# Zustimmtaster



## INST (11 Februar 2009)

Hallo,

wir führen gerade eine Diskusion mit unserer SiFa.
Wir setzen jetzt an unseren Montageanlagen (Maschinentakt 1 sec.) Zustimmtaster für den Einrichtbetrieb der Fa. Euchner ein. Bisher haben wir 2 - Handschaltgeräte eingesetzt mit dem Nachteil, dass entweder ein 2 Mechaniker in der Anlage war oder das Ding gar nicht benutzt wurde. Somit war für uns und den Hersteller der Anlage ein Zustimmtaster die richtige Lösung.

Unsere SiFa meint jetzt, dass der Zustimmtaster laut Maschinenrichtlinie nicht für diese Betriebsart zugelassen ist (obwohl wir sicher sind alle Voraussetzungen zu erfüllen).

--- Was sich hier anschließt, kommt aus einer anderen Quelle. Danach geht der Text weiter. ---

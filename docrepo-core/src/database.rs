//! Database abstraction handing out collection handles.
//!
//! A [`DocumentDatabase`] owns the connection (or the in-memory state) and creates
//! [`CollectionHandle`]s on demand. Databases are built by a [`DatabaseBuilder`], which is
//! where backend configuration lives.
//!
//! # Example
//!
//! ```ignore
//! use docrepo::prelude::*;
//! use docrepo::memory::InMemoryStore;
//!
//! let store = InMemoryStore::builder().build().await?;
//! let users = store.typed_collection::<User>();
//! ```

use async_trait::async_trait;

use crate::{entity::Entity, error::DocumentStoreResult, handle::CollectionHandle};

/// A document database that hands out collection handles.
#[async_trait]
pub trait DocumentDatabase: Send + Sync {
    /// The handle type returned for collections of this database.
    type Handle: CollectionHandle + 'static;

    /// Returns a handle to the collection with the given name.
    ///
    /// Collections are created lazily by the first write.
    fn collection(&self, name: &str) -> Self::Handle;

    /// Returns a handle to the collection storing entities of type `T`.
    fn typed_collection<T: Entity>(&self) -> Self::Handle
    where
        Self: Sized,
    {
        self.collection(T::collection_name())
    }

    /// Lists the names of all collections.
    async fn list_collections(&self) -> DocumentStoreResult<Vec<String>>;

    /// Drops a collection and every document in it.
    async fn drop_collection(&self, name: &str) -> DocumentStoreResult<()>;

    /// Cleanly shuts down the database, releasing connections.
    ///
    /// The default implementation is a no-op.
    async fn shutdown(self) -> DocumentStoreResult<()>
    where
        Self: Sized,
    {
        Ok(())
    }
}

/// Factory for database instances.
#[async_trait]
pub trait DatabaseBuilder {
    type Database: DocumentDatabase;

    async fn build(self) -> DocumentStoreResult<Self::Database>;
}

Wie sind Eure Erfahrungen und was setzt Ihr ein.

Danke und Gruß
INST


----------



## HBL (11 Februar 2009)

Hallo Inst

In der Norm EN 60204-1:2006 sind unter *Pkt. 9.2.6.3 Freigabesteuerung* und unter *Pkt. 10.9 Geräte für Freigabesteuerung* die Funktionen eines Zustimmschalters festgehalten.

Ebenso ist unter *Pkt. 9.2.4 Aufhebung von Sicherheitsfunktionen und/oder Schutzmassnahmen* für Einricht- oder Instandhaltungsarbeiten die Zustimmeinrichtung erwähnt.

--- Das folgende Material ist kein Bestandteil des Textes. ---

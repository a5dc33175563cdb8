//! Knobs for the chain JSON-RPC client along with validation so callers can
//! reason about timeouts, concurrency and contract addresses.

use alloy_primitives::Address;
use anyhow::{bail, Result};
use std::str::FromStr;
use std::time::Duration;

pub const DEFAULT_GOVERNOR_ADDRESS: &str = "0x6f3e6272a167e8accb32072d08e0957f9c79223d";
pub const DEFAULT_ENS_REGISTRY_ADDRESS: &str = "0x00000000000C2E074eC69A0dFb2997BA6C7d2e1e";
const DEFAULT_REQUEST_TIMEOUT_SECS: u64 = 10;
const DEFAULT_MAX_CONCURRENT_REQUESTS: usize = 8;

#[derive(Debug, Clone)]
pub struct RpcClientOptions {
    pub request_timeout: Duration,
    pub max_concurrent_requests: usize,
    pub governor_address: Address,
    pub ens_registry_address: Address,
}

impl Default for RpcClientOptions {
    fn default() -> Self {
        Self {
            request_timeout: Duration::from_secs(DEFAULT_REQUEST_TIMEOUT_SECS),
            max_concurrent_requests: DEFAULT_MAX_CONCURRENT_REQUESTS,
            governor_address: parse_builtin(DEFAULT_GOVERNOR_ADDRESS),
            ens_registry_address: parse_builtin(DEFAULT_ENS_REGISTRY_ADDRESS),
        }
    }
}

impl RpcClientOptions {
    pub(crate) fn validate(&self) -> Result<()> {
        if self.request_timeout.is_zero() {
            bail!("request_timeout must be greater than 0");
        }
        if self.max_concurrent_requests == 0 {
            bail!("max_concurrent_requests must be greater than 0");
        }
        if self.governor_address.is_zero() {
            bail!("governor_address cannot be the zero address");
        }
        if self.ens_registry_address.is_zero() {
            bail!("ens_registry_address cannot be the zero address");
        }
        Ok(())
    }
}

fn parse_builtin(address: &str) -> Address {
    Address::from_str(address).unwrap_or(Address::ZERO)
}
use std::time::Duration;

use anyhow::{bail, Result};
use once_cell::sync::Lazy;
use proposal_feed::{DisplayConfig, FeedConfig, Frame};
use tokio::sync::watch;
use tokio::time::{timeout, Instant};
use tracing_subscriber::EnvFilter;

static TRACING_SUBSCRIBER: Lazy<()> = Lazy::new(|| {
    let _ = tracing_subscriber::fmt()
        .with_env_filter(EnvFilter::from_default_env())
        .with_test_writer()
        .try_init();
});

pub fn init_tracing() {
    Lazy::force(&TRACING_SUBSCRIBER);
}

/// Config pointing both surfaces at the mock server, with delays shrunk so
/// retries and pacing stay in the millisecond range.
pub fn fast_config(base_url: &str, display: DisplayConfig) -> FeedConfig {
    FeedConfig::builder()
        .rpc_url(base_url)
        .api_base_url(base_url)
        .request_timeout(Duration::from_millis(300))
        .rpc_timeout(Duration::from_secs(2))
        .retry_initial_delay(Duration::from_millis(10))
        .walk_pacing(Duration::from_millis(5))
        .display(display)
        .build()
        .expect("test config must validate")
}

/// Waits until a published frame satisfies `predicate` and returns it.
pub async fn wait_for_frame<F>(
    frames: &mut watch::Receiver<Frame>,
    limit: Duration,
    mut predicate: F,
) -> Result<Frame>
where
    F: FnMut(&Frame) -> bool,
{
    let deadline = Instant::now() + limit;
    loop {
        {
            let current = frames.borrow_and_update();
            if predicate(&current) {
                return Ok(current.clone());
            }
        }
        let remaining = deadline.saturating_duration_since(Instant::now());
        match timeout(remaining, frames.changed()).await {
            Ok(Ok(())) => continue,
            Ok(Err(_)) => bail!("frame channel closed"),
            Err(_) => bail!("timed out waiting for frame; last frame {:?}", *frames.borrow()),
        }
    }
}

pub fn page_ids(frame: &Frame) -> Vec<u64> {
    match frame {
        Frame::Page(view) => view.entries.iter().map(|entry| entry.id).collect(),
        _ => Vec::new(),
    }
}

Das Auslösen einer Bewegung in einer der obgenannten Betriebsarten darf jedoch nur durch Tippschalter erfolgen.


Folgendes gibt es zusätzlich zu beachten:

Bei einem 2-stufigen Zustimmschalter muss immer zusätzlich ein NA-Taster vorhanden sein.

Bei einem 3-stufigen Zustimmschalter entfällt diese Forderung.

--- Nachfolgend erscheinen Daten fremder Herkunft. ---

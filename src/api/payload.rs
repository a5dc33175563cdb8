//! Lenient serde model of a proposal payload. Only the consumed fields are
//! modelled; anything else in the response is ignored.

use serde::Deserialize;
use serde_json::Value;

#[derive(Debug, Clone, Default, Deserialize)]
#[serde(rename_all = "camelCase")]
pub struct RawProposal {
    #[serde(default)]
    pub title: Option<String>,
    #[serde(default)]
    pub proposer: Option<String>,
    #[serde(default)]
    pub quorum_votes: Option<Value>,
    #[serde(default)]
    pub status: Option<RawStatus>,
    #[serde(default)]
    pub votes: Option<Vec<Value>>,
}

#[derive(Debug, Clone, Default, Deserialize)]
#[serde(rename_all = "camelCase")]
pub struct RawStatus {
    #[serde(default)]
    pub current_status: Option<String>,
}

/// Support category of a single vote.
#[derive(Debug, Clone, Copy, PartialEq, Eq)]
pub enum VoteSupport {
    For,
    Against,
    Abstain,
}

impl VoteSupport {
    pub fn parse(raw: &str) -> Option<Self> {
        match raw {
            "FOR" => Some(Self::For),
            "AGAINST" => Some(Self::Against),
            "ABSTAIN" => Some(Self::Abstain),
            _ => None,
        }
    }
}

#[derive(Debug, Clone, Copy, PartialEq, Eq)]
pub struct RawVote {
    pub support: VoteSupport,
    pub weight: u64,
}

impl RawVote {
    /// Returns `None` for entries with an unrecognised category or a weight
    /// that is missing, negative or fractional.
    pub fn from_value(value: &Value) -> Option<Self> {
        let support = value
            .get("support")
            .and_then(Value::as_str)
            .and_then(VoteSupport::parse)?;
        let weight = value.get("votes").and_then(lenient_u64)?;
        Some(Self { support, weight })
    }
}

impl RawProposal {
    pub fn title(&self) -> Option<&str> {
        non_blank(self.title.as_deref())
    }

    pub fn proposer(&self) -> Option<&str> {
        non_blank(self.proposer.as_deref())
    }

    pub fn quorum_votes(&self) -> Option<u64> {
        self.quorum_votes.as_ref().and_then(lenient_u64)
    }

    pub fn status_label(&self) -> Option<&str> {
        non_blank(
            self.status
                .as_ref()
                .and_then(|status| status.current_status.as_deref()),
        )
    }

    /// Parseable votes; malformed entries are dropped.
    pub fn votes(&self) -> impl Iterator<Item = RawVote> + '_ {
        self.votes
            .iter()
            .flatten()
            .filter_map(RawVote::from_value)
    }
}

/// Accepts non-negative integers given as JSON numbers (including `12.0`) or
/// numeric strings.
fn lenient_u64(value: &Value) -> Option<u64> {
    match value {
        Value::Number(number) => number.as_u64().or_else(|| {
            number
                .as_f64()
                .filter(|float| *float >= 0.0 && float.fract() == 0.0 && *float <= u64::MAX as f64)
                .map(|float| float as u64)
        }),
        Value::String(text) => text.trim().parse().ok(),
        _ => None,
    }
}

fn non_blank(value: Option<&str>) -> Option<&str> {
    value.filter(|text| !text.trim().is_empty())
}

Da die Norm EN 60204-1 eine harmonisierte Norm der Maschinenrichtline ist, sind die in dieser Norm enthaltenen Ausführungen konform der MRL.


Gruss

Hans


----------



## jabba (11 Februar 2009)

Die Taktzeit sagt nix aus. Die Sicherheitskategorie der maschine wäre hier wichtiger.

Was für Bewegungen und womit fahrt Ihr die und mit welcher Geschwindigkeit ?
Abhängig von der Geschwindigkeit müßt Ihr bei offener Türe und Zustimmtaster eine sichere reduzierte Geschwindigkeit fahren !


----------



## Safety (11 Februar 2009)

*Betriebsart*

Hallo,
hier geht es nicht nur um den Zustimmtaster, sondern um die Betriebart.
Hier lese bitte in der *EN ISO 12100-2*
Punkt *4.11.9*
*Steuerungsarten für Einrichten.....*
Da steht sehr genau was man machen muss, unter anderem auch:

der Betrieb der gefährlichen Teile nur unter Bedingungen mit verminderten Risiko zugelassen wird (z.B. verminderte Geschwindigkeit, verminderter Energie-/Kraftaufwand, schrittweiser Vorschub, z.B. mit einer Schrittschaltung)


Safety


----------